Andrebbero finanziati programmi specifici di investimenti in diversi settori in grado di creare lavoro a pieno titolo, ma anche beni e servizi vendibili, sia sul mercato interno che estero. Tali programmi, essendo produttivi, influirebbero sull'inflazione in maniera contenuta anche se fossero interamente finanziati con emissione monetaria. Potrebbero prevedere finanziamenti a fondo perduto - o comunque molto agevolati - sia a favore di aziende private (soprattutto se di piccole dimensioni) sia per la costituzione di grosse aziende pubbliche in settori strategici (vedi sotto).

Poniamo l’accento sul tema vista la proposta di reddito di cittadinanza del Movimento: attenzione, sarebbe meglio trasformarla in un programma di Lavoro Garantito (Job Guarantee), mantenendo un reddito/sussidio solo per categorie sociali che non l’avrebbero comunque, come artisti e uomini di cultura di vario genere, che danno un alto valore aggiunto alla società e alla cultura del paese, non monetizzabile. Estendendolo a tutti i disoccupati, avremmo pericolosi effetti sociali e inflazionistici, che ora sono il problema numero uno dell’Argentina, che ci ha preceduti su questa strada.

 

7) Limitazione dei movimenti dei capitali

L'eventuale uscita dall'euro dovrà essere una decisione presa nel minor tempo possibile (sicuramente per decreto legge). Eventuali concertazioni preliminari a livello europeo dovranno rimanere il più possibile "segrete" per evitare speculazioni sui mercati finanziari[7]. Subito dopo l'annuncio dell'uscita dovranno essere limitati il più possibile i movimenti internazionali di capitale, almeno finché il tasso di cambio non si sia stabilizzato.

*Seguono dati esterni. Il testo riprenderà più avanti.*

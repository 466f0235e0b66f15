//! CDP WebSocket client.

use std::collections::HashMap;
use std::sync::Arc;
use std::sync::atomic::{AtomicU64, Ordering};

use futures::stream::{SplitSink, SplitStream};
use futures::{SinkExt, StreamExt};
use parking_lot::Mutex;
use serde_json::{Value, json};
use tokio::net::TcpStream;
use tokio::sync::{RwLock, mpsc, oneshot};
use tokio_tungstenite::tungstenite::Message;
use tokio_tungstenite::{MaybeTlsStream, WebSocketStream};
use tracing::{debug, error, trace, warn};

use crate::error::CdpError;
use crate::protocol::{BrowserVersion, CdpRequest, CdpResponse};
use crate::session::PageSession;

type WsStream = WebSocketStream<MaybeTlsStream<TcpStream>>;
pub(crate) type WsSink = SplitSink<WsStream, Message>;
type WsSource = SplitStream<WsStream>;

/// Pending request waiting for response.
pub(crate) struct PendingRequest {
    pub tx: oneshot::Sender<Result<Value, CdpError>>,
}

/// CDP client for browser automation.
///
/// Connects to a running Chromium instance via WebSocket. Accepts either a
/// `ws://` debugger URL directly (what a remote sandbox hands out) or an
/// `http://host:port` endpoint, in which case the WebSocket URL is discovered
/// through `/json/version`.
pub struct CdpClient {
    /// WebSocket sender.
    ws_tx: Arc<tokio::sync::Mutex<WsSink>>,
    /// Request ID counter.
    request_id: Arc<AtomicU64>,
    /// Pending requests waiting for responses.
    pending: Arc<Mutex<HashMap<u64, PendingRequest>>>,
    /// Event handlers by session ID.
    #[allow(clippy::type_complexity)]
    event_handlers: Arc<RwLock<HashMap<String, mpsc::UnboundedSender<CdpResponse>>>>,
    /// Background task handle.
    _recv_task: tokio::task::JoinHandle<()>,
}

impl CdpClient {
    /// Connect to a browser at the given endpoint.
    ///
    /// # Arguments
    ///
    /// * `endpoint` - `ws://.../devtools/browser/<id>` or `http://localhost:9222`
    pub async fn connect(endpoint: &str) -> Result<Self, CdpError> {
        let browser_ws_url = if endpoint.starts_with("ws://") || endpoint.starts_with("wss://") {
            endpoint.to_string()
        } else {
            Self::discover_ws_url(endpoint).await?
        };

        let (ws_stream, _) = tokio_tungstenite::connect_async(&browser_ws_url)
            .await
            .map_err(|e| CdpError::ConnectionFailed(format!("WebSocket: {}", e)))?;

        let (ws_sink, ws_source) = ws_stream.split();
        let ws_tx = Arc::new(tokio::sync::Mutex::new(ws_sink));
        let pending: Arc<Mutex<HashMap<u64, PendingRequest>>> = Arc::new(Mutex::new(HashMap::new()));
        let event_handlers: Arc<RwLock<HashMap<String, mpsc::UnboundedSender<CdpResponse>>>> =
            Arc::new(RwLock::new(HashMap::new()));

        let recv_task = {
            let pending = pending.clone();
            let event_handlers = event_handlers.clone();
            tokio::spawn(async move {
                Self::receive_loop(ws_source, pending, event_handlers).await;
            })
        };

        debug!("CDP client connected to {}", browser_ws_url);

        Ok(Self {
            ws_tx,
            request_id: Arc::new(AtomicU64::new(1)),
            pending,
            event_handlers,
            _recv_task: recv_task,
        })
    }

    /// Resolve the browser WebSocket URL through the HTTP debugging endpoint.
    async fn discover_ws_url(endpoint: &str) -> Result<String, CdpError> {
        let http_endpoint = endpoint.trim_end_matches('/');
        let version_url = format!("{}/json/version", http_endpoint);
        debug!("Fetching browser version from {}", version_url);

        let version: BrowserVersion = reqwest::get(&version_url)
            .await
            .map_err(|e| CdpError::BrowserNotAvailable(format!("{}: {}", endpoint, e)))?
            .json()
            .await
            .map_err(|e| CdpError::BrowserNotAvailable(format!("{}: {}", endpoint, e)))?;

        debug!("Connected to browser: {}", version.browser);
        Ok(version.web_socket_debugger_url)
    }

    /// WebSocket receive loop.
    async fn receive_loop(
        mut ws_source: WsSource,
        pending: Arc<Mutex<HashMap<u64, PendingRequest>>>,
        event_handlers: Arc<RwLock<HashMap<String, mpsc::UnboundedSender<CdpResponse>>>>,
    ) {
        while let Some(msg) = ws_source.next().await {
            match msg {
                Ok(Message::Text(text)) => {
                    trace!("CDP recv: {}", text);
                    match serde_json::from_str::<CdpResponse>(&text) {
                        Ok(resp) => {
                            // Check if it's a response to a request
                            if let Some(id) = resp.id {
                                let pending_req = pending.lock().remove(&id);
                                if let Some(req) = pending_req {
                                    let result = if let Some(error) = resp.error {
                                        Err(CdpError::Protocol {
                                            code: error.code,
                                            message: error.message,
                                        })
                                    } else {
                                        Ok(resp.result.unwrap_or(Value::Null))
                                    };
                                    let _ = req.tx.send(result);
                                }
                            } else if resp.method.is_some() {
                                // It's an event
                                let session_id = resp.session_id.clone().unwrap_or_default();
                                let handlers = event_handlers.read().await;
                                if let Some(tx) = handlers.get(&session_id) {
                                    let _ = tx.send(resp);
                                }
                            }
                        }
                        Err(e) => {
                            warn!("Failed to parse CDP message: {}", e);
                        }
                    }
                }
                Ok(Message::Close(_)) => {
                    debug!("WebSocket closed");
                    break;
                }
                Err(e) => {
                    error!("WebSocket error: {}", e);
                    break;
                }
                _ => {}
            }
        }
    }

    /// Send a CDP command and wait for response.
    pub async fn call(
        &self,
        method: &str,
        params: Option<Value>,
        session_id: Option<&str>,
    ) -> Result<Value, CdpError> {
        let id = self.request_id.fetch_add(1, Ordering::SeqCst);

        let request = CdpRequest {
            id,
            method: method.to_string(),
            params,
            session_id: session_id.map(|s| s.to_string()),
        };

        let json = serde_json::to_string(&request)?;
        trace!("CDP send: {}", json);

        let (tx, rx) = oneshot::channel();
        self.pending.lock().insert(id, PendingRequest { tx });

        {
            let mut ws = self.ws_tx.lock().await;
            ws.send(Message::Text(json.into())).await?;
        }

        match tokio::time::timeout(std::time::Duration::from_secs(30), rx).await {
            Ok(Ok(result)) => result,
            Ok(Err(_)) => Err(CdpError::SessionClosed),
            Err(_) => {
                self.pending.lock().remove(&id);
                Err(CdpError::Timeout(format!("Request {} timed out", method)))
            }
        }
    }

    /// Create a new page/tab and attach to it.
    pub async fn new_page(&self, url: Option<&str>) -> Result<PageSession, CdpError> {
        let result = self
            .call(
                "Target.createTarget",
                Some(json!({"url": url.unwrap_or("about:blank")})),
                None,
            )
            .await?;

        let target_id = result["targetId"]
            .as_str()
            .ok_or_else(|| CdpError::InvalidResponse("Missing targetId".to_string()))?
            .to_string();
        debug!("Created new page target {}", target_id);

        let result = self
            .call(
                "Target.attachToTarget",
                Some(json!({
                    "targetId": target_id,
                    "flatten": true
                })),
                None,
            )
            .await?;

        let session_id = result["sessionId"]
            .as_str()
            .ok_or_else(|| CdpError::InvalidResponse("Missing sessionId".to_string()))?
            .to_string();

        // Create event channel for this session
        let (event_tx, event_rx) = mpsc::unbounded_channel();
        self.event_handlers
            .write()
            .await
            .insert(session_id.clone(), event_tx);

        let session = PageSession::new(
            target_id,
            session_id,
            self.ws_tx.clone(),
            self.pending.clone(),
            self.request_id.clone(),
            event_rx,
        );

        session.enable_domains().await?;

        Ok(session)
    }

    /// Close a page/target.
    pub async fn close_page(&self, target_id: &str) -> Result<(), CdpError> {
        self.call(
            "Target.closeTarget",
            Some(json!({"targetId": target_id})),
            None,
        )
        .await?;
        Ok(())
    }
}

impl Drop for CdpClient {
    fn drop(&mut self) {
        self._recv_task.abort();
    }
}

Un week-end non basterebbe, considerati i problemi informatici, l'enorme mole di transazioni da convertire e la attuale impreparazione del sistema. L'italia non è Cipro e Cipro non è uscita dall'euro, e ciononostante la situazione cipriota è tuttora di allarme rosso: i media vogliono farci credere che le banche sono rimaste chiuse “solo” una settimana, ma  le banche cipriote sono di fatto ancora chiuse: le uniche operazioni possibili attualmente sono versamenti e prelievi con un rigidissimo limite giornaliero. In pratica sono solo dei Bancomat, e il governo ha spostato la data di effettiva riapertura a dopo l'estate[8]. Se necessario, pertanto, le terremo chiuse più a lungo.

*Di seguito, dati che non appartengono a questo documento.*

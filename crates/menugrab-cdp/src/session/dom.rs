//! DOM operations for a CDP page session.

use serde_json::json;

use crate::error::CdpError;
use crate::protocol::{BoxModel, RemoteObject};

use super::core::PageSession;

impl PageSession {
    /// Get document root node ID.
    pub async fn document_node(&self) -> Result<i64, CdpError> {
        let result = self
            .call("DOM.getDocument", Some(json!({"depth": 0})))
            .await?;

        result["root"]["nodeId"]
            .as_i64()
            .ok_or_else(|| CdpError::InvalidResponse("Missing document node".to_string()))
    }

    /// Query selector against the document.
    pub async fn query_selector(&self, selector: &str) -> Result<Option<i64>, CdpError> {
        let doc = self.document_node().await?;
        self.query_selector_within(doc, selector).await
    }

    /// Query selector all against the document.
    pub async fn query_selector_all(&self, selector: &str) -> Result<Vec<i64>, CdpError> {
        let doc = self.document_node().await?;
        self.query_selector_all_within(doc, selector).await
    }

    /// Query selector scoped to a node.
    ///
    /// Virtualized lists detach and recreate nodes under scroll; callers must
    /// re-query instead of holding on to node IDs across scrolls.
    pub async fn query_selector_within(
        &self,
        node_id: i64,
        selector: &str,
    ) -> Result<Option<i64>, CdpError> {
        let result = self
            .call(
                "DOM.querySelector",
                Some(json!({
                    "nodeId": node_id,
                    "selector": selector,
                })),
            )
            .await?;

        let found = result["nodeId"].as_i64().unwrap_or(0);
        if found == 0 { Ok(None) } else { Ok(Some(found)) }
    }

    /// Query selector all scoped to a node.
    pub async fn query_selector_all_within(
        &self,
        node_id: i64,
        selector: &str,
    ) -> Result<Vec<i64>, CdpError> {
        let result = self
            .call(
                "DOM.querySelectorAll",
                Some(json!({
                    "nodeId": node_id,
                    "selector": selector,
                })),
            )
            .await?;

        let node_ids: Vec<i64> = result["nodeIds"]
            .as_array()
            .map(|arr| arr.iter().filter_map(|v| v.as_i64()).collect())
            .unwrap_or_default();

        Ok(node_ids)
    }

    /// Get box model for node.
    pub async fn get_box_model(&self, node_id: i64) -> Result<Option<BoxModel>, CdpError> {
        let result = self
            .call("DOM.getBoxModel", Some(json!({"nodeId": node_id})))
            .await;

        match result {
            Ok(r) => {
                let model: BoxModel = serde_json::from_value(r["model"].clone())?;
                Ok(Some(model))
            }
            Err(CdpError::Protocol { code: -32000, .. }) => {
                // Node not visible or doesn't have layout
                Ok(None)
            }
            Err(e) => Err(e),
        }
    }

    /// Resolve node to runtime object.
    pub async fn resolve_node(&self, node_id: i64) -> Result<RemoteObject, CdpError> {
        let result = self
            .call("DOM.resolveNode", Some(json!({"nodeId": node_id})))
            .await?;

        let obj: RemoteObject = serde_json::from_value(result["object"].clone())?;
        Ok(obj)
    }

    /// Scroll a node into the rendered viewport.
    pub async fn scroll_into_view(&self, node_id: i64) -> Result<(), CdpError> {
        let result = self
            .call(
                "DOM.scrollIntoViewIfNeeded",
                Some(json!({"nodeId": node_id})),
            )
            .await;

        match result {
            Ok(_) => Ok(()),
            Err(CdpError::Protocol { code: -32000, .. }) => {
                // Older browsers lack the command; fall back to the DOM API
                let obj = self.resolve_node(node_id).await?;
                let object_id = obj
                    .object_id
                    .ok_or_else(|| CdpError::InvalidResponse("Missing objectId".to_string()))?;
                self.call_function_on(
                    &object_id,
                    "function() { this.scrollIntoView({block: 'center'}); }",
                    None,
                )
                .await?;
                Ok(())
            }
            Err(e) => Err(e),
        }
    }

    /// Get node attributes as name/value pairs.
    pub async fn get_attributes(&self, node_id: i64) -> Result<Vec<String>, CdpError> {
        let result = self
            .call("DOM.getAttributes", Some(json!({"nodeId": node_id})))
            .await?;

        let attrs: Vec<String> = result["attributes"]
            .as_array()
            .map(|arr| {
                arr.iter()
                    .filter_map(|v| v.as_str().map(|s| s.to_string()))
                    .collect()
            })
            .unwrap_or_default();

        Ok(attrs)
    }

    /// Read a single attribute value.
    pub async fn attribute(&self, node_id: i64, name: &str) -> Result<Option<String>, CdpError> {
        let pairs = self.get_attributes(node_id).await?;
        Ok(Self::attr_from_pairs(&pairs, name))
    }

    /// Rendered text of a node.
    pub async fn inner_text(&self, node_id: i64) -> Result<String, CdpError> {
        let obj = self.resolve_node(node_id).await?;
        let object_id = obj
            .object_id
            .ok_or_else(|| CdpError::InvalidResponse("Missing objectId".to_string()))?;

        let value = self
            .call_function_on(&object_id, "function() { return this.innerText; }", None)
            .await?;
        Ok(value.as_str().unwrap_or("").to_string())
    }

    /// Markup content of a node.
    pub async fn inner_html(&self, node_id: i64) -> Result<String, CdpError> {
        let obj = self.resolve_node(node_id).await?;
        let object_id = obj
            .object_id
            .ok_or_else(|| CdpError::InvalidResponse("Missing objectId".to_string()))?;

        let value = self
            .call_function_on(&object_id, "function() { return this.innerHTML; }", None)
            .await?;
        Ok(value.as_str().unwrap_or("").to_string())
    }

    /// Click the center of a node.
    pub async fn click_node(&self, node_id: i64) -> Result<(), CdpError> {
        let box_model = self
            .get_box_model(node_id)
            .await?
            .ok_or_else(|| CdpError::ElementNotFound(format!("node {} (not visible)", node_id)))?;

        let (x, y) = Self::quad_center(&box_model.content);
        self.click(x, y).await
    }

    /// Calculate center point of a quad.
    pub(super) fn quad_center(quad: &[f64]) -> (f64, f64) {
        if quad.len() >= 8 {
            let x = (quad[0] + quad[2] + quad[4] + quad[6]) / 4.0;
            let y = (quad[1] + quad[3] + quad[5] + quad[7]) / 4.0;
            (x, y)
        } else {
            (0.0, 0.0)
        }
    }

    /// Find an attribute value in a CDP name/value pair list.
    pub(super) fn attr_from_pairs(pairs: &[String], name: &str) -> Option<String> {
        pairs
            .chunks_exact(2)
            .find(|pair| pair[0] == name)
            .map(|pair| pair[1].clone())
    }
}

Comunque, se il cambio di partenza è 1:1, non dovrebbe essere così problematico riprogrammare i sistemi. E se ci dovesse volere più tempo, faremo alla cipriota: banche chiuse a oltranza, prelievi ammessi fino a un certo limite giornaliero. L’ha fatto la troika, lo faremo anche noi.

 

8) Conio e stampa delle nuove banconote

Alcune proposte:

  • stampare le banconote prima dell'annuncio di uscita;
  • "segnare" gli euro italiani che verranno cambiati in lire con il cambio 1:1 (probabilmente una proposta difficilmente attuabile);
  • limitare il più possibile i pagamenti con circolante finché non sono pronte le nuove banconote, utilizzando gli euro solo per i pagamenti di piccolo e piccolissimo importo. Il resto delle transazioni sarà regolato in moneta elettronica (in nuove lire). Questo periodo dovrebbe essere limitato il più possibile per evitare "assalti agli sportelli" alle banche che non potranno restituire il denaro dei correntisti.

L'annuncio andrebbe dato di venerdì sera, o comunque a mercati e banche chiusi, impedendo di ritirare dagli sportelli Bancomat fino al giorno di riapertura dei mercati, purché si abbiano già pronte le nuove banconote da far circolare; in caso contrario occorrerebbe limitare i prelievi.

 

9) Defiscalizzazione per le materie prime che risentiranno della svalutazione del tasso di cambio

Per reperire le risorse fiscali necessarie per questa manovra si dovrebbe obbligare quanto prima la Banca d'Italia ad operare nuovamente come acquirente residuale sui titoli di Stato. In alternativa si potrebbe utilizzare spesa pubblica in deficit.

 

10) Rapporti con l'Unione Europea

Non dipende da noi, ma dalle “dimenticanze” dei padri fondatori dell’UE[9], il fatto che l’uscita dall’eurozona comporti necessariamente l'uscita dall'UE: se fosse possibile scegliere, molti di noi preferirebbero “rimanere in Europa” facendo a meno dell’euro, come del resto ha scelto di fare la Gran Bretagna (a tale proposito facciamo notare come ciò configuri una evidente violazione dell’articolo 11 della nostra Costituzione[10]). Ma poiché questo, non per colpa nostra, non è possibile, e tutto quello che abbiamo è la clausola di recesso inserita nell’articolo 50 del Trattato di Lisbona (si veda il punto 2.III del presente documento), l’unica strada percorribile è l’uscita dall’UE.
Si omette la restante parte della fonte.